Parcheggi a Firenze, quanti soldi sprecati per una sosta

Secondo un sondaggio Direct Line i fiorentini si lamentano per i soldi spesi in minuti di sosta a pagamento mai usufruiti e non sono soddisfatti della situazione dei parcheggi della città


Si pagano tariffe in fasce orarie, non il tempo effettivo di sosta e questo in un momento in cui si risparmia su tutto inizia a pesare sul budget familiare. "Ora o frazione di ora" sarebbe questa la parte indigesta: i fiorentini vorrebbero pagare al minuto.

"Ore passate a girare per le stesse strade alla disperata ricerca di un posto, litigi con gli altri automobilisti e manovre al limite della fantascienza per riuscire ad infilare la propria auto in spazi minuscoli, il tutto dovendo anche spendere soldi" così il Centro Studi e Documentazione Direct Line assicurazione auto on line, presenta un sondaggio che ha voluto vederci chiaro ed ha chiesto ai cittadini fiorentini qual è l’effettiva situazione dei parcheggi della propria città.

Gli automobilisti fiorentini "lamentano di aver sprecato denaro per ore o minuti di parcheggi pagati ma non usufruiti.

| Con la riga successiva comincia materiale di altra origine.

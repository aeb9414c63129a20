//! Session data structures

use serde::{Deserialize, Serialize};
use serde_json::{Map, Value};

/// Last-known user profile, stored exactly as the backend returned it.
#[derive(Debug, Clone, Default, PartialEq, Serialize, Deserialize)]
#[serde(transparent)]
pub struct Profile(Map<String, Value>);

impl Profile {
    pub fn new(fields: Map<String, Value>) -> Self {
        Self(fields)
    }

    /// Build a profile from a decoded JSON body. Only objects qualify.
    pub fn from_value(value: Value) -> Option<Self> {
        match value {
            Value::Object(fields) => Some(Self(fields)),
            _ => None,
        }
    }

    pub fn get(&self, field: &str) -> Option<&Value> {
        self.0.get(field)
    }

    fn get_str(&self, field: &str) -> Option<&str> {
        self.0.get(field).and_then(Value::as_str)
    }

    pub fn email(&self) -> Option<&str> {
        self.get_str("email")
    }

    pub fn full_name(&self) -> Option<&str> {
        self.get_str("full_name")
    }

    pub fn username(&self) -> Option<&str> {
        self.get_str("username")
    }

    pub fn user_type(&self) -> Option<&str> {
        self.get_str("user_type")
    }

    /// Overwrite fields with those in `update`, keeping everything else.
    pub fn merge(&mut self, update: &Map<String, Value>) {
        for (key, value) in update {
            self.0.insert(key.clone(), value.clone());
        }
    }

    pub fn fields(&self) -> &Map<String, Value> {
        &self.0
    }

    pub fn into_value(self) -> Value {
        Value::Object(self.0)
    }
}

/// Client-side belief about authentication.
///
/// A profile can only exist alongside a token.
#[derive(Debug, Clone, Default, PartialEq)]
pub enum Session {
    #[default]
    LoggedOut,
    LoggedIn {
        token: String,
        profile: Option<Profile>,
    },
}

impl Session {
    /// Empty or whitespace tokens count as no credential at all.
    pub fn logged_in(token: impl Into<String>, profile: Option<Profile>) -> Self {
        let token = token.into();
        if token.trim().is_empty() {
            Session::LoggedOut
        } else {
            Session::LoggedIn { token, profile }
        }
    }

    pub fn token(&self) -> Option<&str> {
        match self {
            Session::LoggedIn { token, .. } => Some(token),
            Session::LoggedOut => None,
        }
    }

    pub fn profile(&self) -> Option<&Profile> {
        match self {
            Session::LoggedIn { profile, .. } => profile.as_ref(),
            Session::LoggedOut => None,
        }
    }

    pub fn is_authenticated(&self) -> bool {
        matches!(self, Session::LoggedIn { .. })
    }
}
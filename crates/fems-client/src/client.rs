//! API client
//!
//! Ties dispatcher, interpreter and session listeners together. Every page
//! goes through `request`, so the 401/403 policy holds everywhere.

use parking_lot::RwLock;
use serde::de::DeserializeOwned;
use serde::Serialize;
use serde_json::Value;
use std::sync::Arc;

use fems_session::SessionStore;

use crate::auth::AuthApi;
use crate::config::ClientConfig;
use crate::dispatcher::Dispatcher;
use crate::expiry::{Navigator, SessionEnd, SessionExpiry, SessionListener};
use crate::interpreter::{interpret, ApiFailure, Outcome};
use crate::request::RequestDescriptor;
use crate::resource::{Resource, ResourceKind};
use crate::transport::{ReqwestTransport, Transport};
use crate::wholesaler::WholesalerApi;

pub type ApiResult<T> = std::result::Result<T, ApiFailure>;

pub struct ApiClient {
    dispatcher: Arc<Dispatcher>,
    /// Notified when the session ends, in registration order
    listeners: Arc<RwLock<Vec<Arc<dyn SessionListener>>>>,
}

impl ApiClient {
    /// Build a client with the standard expiry policy wired to `navigator`.
    pub fn new(
        config: ClientConfig,
        session: SessionStore,
        transport: Arc<dyn Transport>,
        navigator: Arc<dyn Navigator>,
    ) -> Self {
        let expiry = SessionExpiry::new(session.clone(), navigator);
        let client = Self {
            dispatcher: Arc::new(Dispatcher::new(config, session, transport)),
            listeners: Arc::new(RwLock::new(Vec::new())),
        };
        client.subscribe(Arc::new(expiry));
        client
    }

    pub fn with_reqwest(
        config: ClientConfig,
        session: SessionStore,
        navigator: Arc<dyn Navigator>,
    ) -> Self {
        Self::new(config, session, Arc::new(ReqwestTransport::new()), navigator)
    }

    /// Register an extra listener for session end events.
    pub fn subscribe(&self, listener: Arc<dyn SessionListener>) {
        self.listeners.write().push(listener);
    }

    pub fn session(&self) -> &SessionStore {
        self.dispatcher.session()
    }

    pub fn dispatcher(&self) -> &Dispatcher {
        &self.dispatcher
    }

    pub(crate) fn end_session(&self, event: SessionEnd<'_>) {
        let listeners = self.listeners.read().clone();
        for listener in listeners {
            listener.on_session_end(event);
        }
    }

    pub async fn request(&self, descriptor: RequestDescriptor) -> ApiResult<Value> {
        let raw = self.dispatcher.send(&descriptor).await;

        match interpret(raw) {
            Outcome::Success(value) => Ok(value),
            Outcome::Failure(failure) => {
                tracing::debug!(
                    method = %descriptor.method,
                    path = %descriptor.path,
                    status = ?failure.status,
                    kind = ?failure.kind,
                    "Request failed"
                );
                if failure.is_unauthorized() {
                    self.end_session(SessionEnd::Unauthorized(&failure));
                }
                Err(failure)
            }
        }
    }

    /// Like `request`, then decode the success payload into `T`.
    pub async fn request_as<T>(&self, descriptor: RequestDescriptor) -> ApiResult<T>
    where
        T: DeserializeOwned,
    {
        let path = descriptor.path.clone();
        let value = self.request(descriptor).await?;
        serde_json::from_value(value).map_err(|e| {
            tracing::debug!(path = %path, "Unexpected response shape: {}", e);
            ApiFailure::local(format!("Unexpected response from {}: {}", path, e))
        })
    }

    pub fn resource(&self, kind: ResourceKind) -> Resource {
        Resource::new(self.clone(), kind)
    }

    pub fn auth(&self) -> AuthApi {
        AuthApi::new(self.clone())
    }

    pub fn wholesalers(&self) -> WholesalerApi {
        WholesalerApi::new(self.clone())
    }
}

impl Clone for ApiClient {
    fn clone(&self) -> Self {
        Self {
            dispatcher: Arc::clone(&self.dispatcher),
            listeners: Arc::clone(&self.listeners),
        }
    }
}

pub(crate) fn encode_payload<T>(payload: &T) -> ApiResult<Value>
where
    T: Serialize + ?Sized,
{
    serde_json::to_value(payload)
        .map_err(|e| ApiFailure::local(format!("Could not encode request body: {}", e)))
}
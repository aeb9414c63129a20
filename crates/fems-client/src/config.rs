//! Backend location and header policy

use url::Url;

use crate::error::ClientError;
use crate::Result;

/// Header carrying the raw token. The backend expects no `Bearer` prefix.
pub const DEFAULT_AUTH_HEADER: &str = "Authorization";

#[derive(Debug, Clone, PartialEq, Eq)]
pub struct ClientConfig {
    /// Base URL without a trailing slash
    base_url: String,
    /// Name of the header the token is sent in
    auth_header: String,
}

impl ClientConfig {
    pub fn new(base_url: &str) -> Result<Self> {
        let trimmed = base_url.trim();
        if trimmed.is_empty() {
            return Err(ClientError::InvalidBaseUrl("base URL is empty".to_string()));
        }

        let parsed = Url::parse(trimmed)?;
        if !matches!(parsed.scheme(), "http" | "https") {
            return Err(ClientError::InvalidBaseUrl(format!(
                "unsupported scheme: {}",
                parsed.scheme()
            )));
        }

        Ok(Self {
            base_url: trimmed.trim_end_matches('/').to_string(),
            auth_header: DEFAULT_AUTH_HEADER.to_string(),
        })
    }

    pub fn with_auth_header(mut self, name: impl Into<String>) -> Self {
        self.auth_header = name.into();
        self
    }

    pub fn base_url(&self) -> &str {
        &self.base_url
    }

    pub fn auth_header(&self) -> &str {
        &self.auth_header
    }

    /// Join an endpoint path onto the base URL.
    pub fn endpoint(&self, path: &str) -> String {
        let path = path.trim();
        if path.starts_with('/') {
            format!("{}{}", self.base_url, path)
        } else {
            format!("{}/{}", self.base_url, path)
        }
    }
}

#[cfg(test)]
mod tests {
    use super::*;

    #[test]
    fn test_endpoint_joins_paths() {
        let config = ClientConfig::new("http://localhost:8000/api/").unwrap();
        assert_eq!(config.base_url(), "http://localhost:8000/api");
        assert_eq!(
            config.endpoint("/crop/tasks/"),
            "http://localhost:8000/api/crop/tasks/"
        );
        assert_eq!(
            config.endpoint("crop/tasks/"),
            "http://localhost:8000/api/crop/tasks/"
        );
    }

    #[test]
    fn test_rejects_bad_base_urls() {
        assert!(matches!(
            ClientConfig::new("   "),
            Err(ClientError::InvalidBaseUrl(_))
        ));
        assert!(matches!(
            ClientConfig::new("not a url"),
            Err(ClientError::Url(_))
        ));
        assert!(matches!(
            ClientConfig::new("ftp://example.com/api"),
            Err(ClientError::InvalidBaseUrl(_))
        ));
    }

    #[test]
    fn test_auth_header_defaults_and_overrides() {
        let config = ClientConfig::new("https://fems.example.com/api").unwrap();
        assert_eq!(config.auth_header(), "Authorization");

        let config = config.with_auth_header("X-Fems-Token");
        assert_eq!(config.auth_header(), "X-Fems-Token");
    }
}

Un disagio non indifferente, che potrebbe essere risolto con semplici accortezze come l’inserimento di frazioni di tempo più corte e meglio gestibili".

Facciamo l'esempio del Parcheggio della Stazione Santa Maria NovellaTariffa oraria € 3,00 la prima ora non frazionabile; € 3,00 la seconda ora e tutte le ore successive frazionabili alla 1/2 ora; Abbonamento 5 giorni 24h: € 160,00; Tessera a scalare dal valore di € 120,00 Euro ha un costo di € 100,00.

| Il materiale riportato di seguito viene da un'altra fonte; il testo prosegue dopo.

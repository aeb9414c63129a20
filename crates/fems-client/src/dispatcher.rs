//! Request Dispatcher
//!
//! Resolves a `RequestDescriptor` against the base URL and the current
//! session, then hands it to the transport. One call, one network request.

use std::sync::Arc;

use fems_session::SessionStore;

use crate::config::ClientConfig;
use crate::error::TransportError;
use crate::request::{HttpRequest, RawResponse, RequestDescriptor};
use crate::transport::Transport;

const CONTENT_TYPE: &str = "Content-Type";
const JSON_MIME: &str = "application/json";

pub struct Dispatcher {
    config: ClientConfig,
    session: SessionStore,
    transport: Arc<dyn Transport>,
}

impl Dispatcher {
    pub fn new(config: ClientConfig, session: SessionStore, transport: Arc<dyn Transport>) -> Self {
        Self {
            config,
            session,
            transport,
        }
    }

    pub fn config(&self) -> &ClientConfig {
        &self.config
    }

    pub fn session(&self) -> &SessionStore {
        &self.session
    }

    /// Build the outgoing request. Reads the token at call time.
    pub fn build(&self, descriptor: &RequestDescriptor) -> HttpRequest {
        let mut url = self.config.endpoint(&descriptor.path);
        if !descriptor.query.is_empty() {
            let query = url::form_urlencoded::Serializer::new(String::new())
                .extend_pairs(descriptor.query.iter())
                .finish();
            url.push(if url.contains('?') { '&' } else { '?' });
            url.push_str(&query);
        }

        let mut headers = vec![(CONTENT_TYPE.to_string(), JSON_MIME.to_string())];
        if let Some(token) = self.session.token() {
            headers.push((self.config.auth_header().to_string(), token));
        }
        for (name, value) in &descriptor.headers {
            headers.retain(|(existing, _)| !existing.eq_ignore_ascii_case(name));
            headers.push((name.clone(), value.clone()));
        }

        let body = if descriptor.method.carries_body() {
            descriptor
                .body
                .as_ref()
                .map(|body| body.to_string().into_bytes())
        } else {
            if descriptor.body.is_some() {
                tracing::debug!(
                    method = %descriptor.method,
                    path = %descriptor.path,
                    "Dropping body for verb without one"
                );
            }
            None
        };

        HttpRequest {
            method: descriptor.method,
            url,
            headers,
            body,
        }
    }

    pub async fn send(&self, descriptor: &RequestDescriptor) -> Result<RawResponse, TransportError> {
        let request = self.build(descriptor);

        tracing::debug!(
            method = %request.method,
            path = %descriptor.path,
            authenticated = request.header(self.config.auth_header()).is_some(),
            "Dispatching request"
        );

        self.transport.execute(request).await
    }
}

#[cfg(test)]
mod tests {
    use super::*;
    use crate::mock::MockTransport;
    use crate::request::Method;
    use fems_session::Profile;
    use fems_storage::Database;
    use serde_json::json;

    const BASE: &str = "http://localhost:8000/api";

    fn dispatcher() -> (Dispatcher, SessionStore) {
        let session = SessionStore::open(Database::open_in_memory().unwrap()).unwrap();
        let dispatcher = Dispatcher::new(
            ClientConfig::new(BASE).unwrap(),
            session.clone(),
            Arc::new(MockTransport::new(BASE)),
        );
        (dispatcher, session)
    }

    #[test]
    fn test_no_auth_header_without_token() {
        let (dispatcher, _) = dispatcher();
        let request = dispatcher.build(&RequestDescriptor::get("/crop/"));

        assert_eq!(request.url, "http://localhost:8000/api/crop/");
        assert_eq!(request.header("Content-Type"), Some("application/json"));
        assert_eq!(request.header("Authorization"), None);
        assert_eq!(request.headers.len(), 1);
    }

    #[test]
    fn test_token_is_sent_raw() {
        let (dispatcher, session) = dispatcher();
        session
            .establish("eyJ.jwt.sig", Profile::default())
            .unwrap();

        let request = dispatcher.build(&RequestDescriptor::get("/crop/"));
        assert_eq!(request.header("authorization"), Some("eyJ.jwt.sig"));

        session.clear_session().unwrap();
        let request = dispatcher.build(&RequestDescriptor::get("/crop/"));
        assert_eq!(request.header("Authorization"), None);
    }

    #[test]
    fn test_session_cleared_by_another_handle_is_not_sent() {
        let db = Database::open_in_memory().unwrap();
        let ours = SessionStore::open(db.clone()).unwrap();
        let theirs = SessionStore::open(db).unwrap();
        let dispatcher = Dispatcher::new(
            ClientConfig::new(BASE).unwrap(),
            ours.clone(),
            Arc::new(MockTransport::new(BASE)),
        );

        theirs.establish("shared-jwt", Profile::default()).unwrap();
        let request = dispatcher.build(&RequestDescriptor::get("/crop/"));
        assert_eq!(request.header("Authorization"), Some("shared-jwt"));

        theirs.clear_session().unwrap();
        assert!(!ours.is_authenticated());
        let request = dispatcher.build(&RequestDescriptor::get("/crop/"));
        assert_eq!(request.header("Authorization"), None);
    }

    #[test]
    fn test_query_string_is_encoded() {
        let (dispatcher, _) = dispatcher();
        let request = dispatcher.build(
            &RequestDescriptor::get("/crop/tasks/")
                .with_query(&[("status", "pending"), ("q", "rice & wheat")]),
        );

        assert_eq!(
            request.url,
            "http://localhost:8000/api/crop/tasks/?status=pending&q=rice+%26+wheat"
        );
    }

    #[test]
    fn test_overrides_replace_defaults() {
        let (dispatcher, session) = dispatcher();
        session.establish("tok", Profile::default()).unwrap();

        let request = dispatcher.build(
            &RequestDescriptor::get("/crop/")
                .with_header("content-type", "text/plain")
                .with_header("Accept-Language", "hi"),
        );

        assert_eq!(request.header("Content-Type"), Some("text/plain"));
        assert_eq!(request.header("Accept-Language"), Some("hi"));
        assert_eq!(request.header("Authorization"), Some("tok"));
        assert_eq!(
            request
                .headers
                .iter()
                .filter(|(k, _)| k.eq_ignore_ascii_case("content-type"))
                .count(),
            1
        );
    }

    #[test]
    fn test_body_only_for_body_verbs() {
        let (dispatcher, _) = dispatcher();
        let payload = json!({"name": "North field", "area": 2.5});

        let post = dispatcher.build(&RequestDescriptor::post("/plot/plots/", payload.clone()));
        let sent: serde_json::Value = serde_json::from_slice(post.body.as_ref().unwrap()).unwrap();
        assert_eq!(sent, payload);

        let delete = dispatcher.build(
            &RequestDescriptor::new(Method::Delete, "/plot/plots/1/").with_body(payload),
        );
        assert_eq!(delete.body, None);
    }

    #[test]
    fn test_custom_auth_header_name() {
        let session = SessionStore::open(Database::open_in_memory().unwrap()).unwrap();
        session.establish("tok", Profile::default()).unwrap();
        let dispatcher = Dispatcher::new(
            ClientConfig::new(BASE)
                .unwrap()
                .with_auth_header("X-Fems-Token"),
            session,
            Arc::new(MockTransport::new(BASE)),
        );

        let request = dispatcher.build(&RequestDescriptor::get("/crop/"));
        assert_eq!(request.header("X-Fems-Token"), Some("tok"));
        assert_eq!(request.header("Authorization"), None);
    }

    #[tokio::test]
    async fn test_send_performs_exactly_one_call() {
        let session = SessionStore::open(Database::open_in_memory().unwrap()).unwrap();
        let transport = Arc::new(MockTransport::new(BASE));
        transport.respond(Method::Get, "/crop/", 200, json!({"rows": []}));
        let dispatcher = Dispatcher::new(
            ClientConfig::new(BASE).unwrap(),
            session,
            transport.clone(),
        );

        let response = dispatcher
            .send(&RequestDescriptor::get("/crop/"))
            .await
            .unwrap();

        assert_eq!(response.status, 200);
        assert_eq!(transport.requests().len(), 1);
    }
}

Tariffa oraria (moto/scooter) € 0,50 ogni ora o frazione di ora; Tariffa giornaliera moto/scooter dalle ore 8.00 alle ore 20.00 dal lunedì al sabato € 1,00 a forfait; Abbonamento mensile 24h ordinario: € 28,00.

In particolare, "il 44% dei fiorentini intervistati da Direct Line afferma di essere molto irritato da questo inutile spreco, il 33% ritiene che sia il caso di rivedere tariffe e fasce orarie dei parchimetri, mentre il 18% si dichiara rassegnato a questo spreco. Non manca chi si dice disposto a spendere i propri soldi se questi vengono poi utilizzati per finanziare nuove aree di sosta e per riqualificare le strade della città (9%), il 4% riconosce invece in questo spreco una pecca comune a tutte le nazioni. L’11% si dichiara molto attento nei conteggi delle ore di sosta, mentre il 12% ammette di non aver mai pensato a questo aspetto. Da sottolineare che il 5% dei fiorentini dichiara di non pagare la sosta e rischiare la multa".

"Ad essere completamente soddisfatto dei parcheggi della propria città è solo il 14% degli automobilisti fiorentini, mentre il resto degli intervistati si dichiara insoddisfatto per svariati motivi. Nello specifico, il 53% considera la quantità di posteggi troppo esigua e mal distribuita, per il 42%, invece, la relazione parcheggi liberi – parcheggi a pagamento è eccessivamente sbilanciata verso i secondi. C’è anche chi vorrebbe più posti auto per i diversamente abili (11%) e chi si dichiara talmente insoddisfatto da adottare senza ritegno la tattica del parcheggio selvaggio (2%). Un 14% si accontenterebbe invece di avere più posteggi riservati ai residenti, mentre un 2% dichiara di vivere in una città con pochi parcheggi a pagamento".

Barbara Panzeri, Direttore Marketing di Direct Line: "Abbiamo voluto richiamare l’attenzione e mandare un monito alle autorità competenti. Il sondaggio mette infatti in evidenza una chiara situazione di disagio per gli automobilisti che si vedono costretti a scontrarsi quotidianamente con una mancanza di posteggi che interessa il Paese da Nord a Sud. Ma non solo: a peggiorare le cose c’è anche l’indiscusso spreco di denaro che spesso e volentieri penalizza tutti coloro che pagano per ore di parcheggio che effettivamente non vengono utilizzate. Da sottolineare comunque la buona volontà degli italiani che, nonostante gli evidenti disagi, dichiarano di pagare la sosta; è infatti solo un esiguo 2% a rischiare sistematicamente la multa pur di non spendere i propri soldi al parchimetro”.

  Firenze, Brescia e Cagliari rispettivamente con il 14%, 14% e 13% registrano le percentuali più alte di guidatori soddisfatti. Non sorprende che a Milano si registri la più bassa percentuale di automobilisti che dichiarano di abitare in zone a basso tasso di parcheggi a pagamento (1%) né che il 6% degli intervistati ammetta di praticare il parcheggio selvaggio.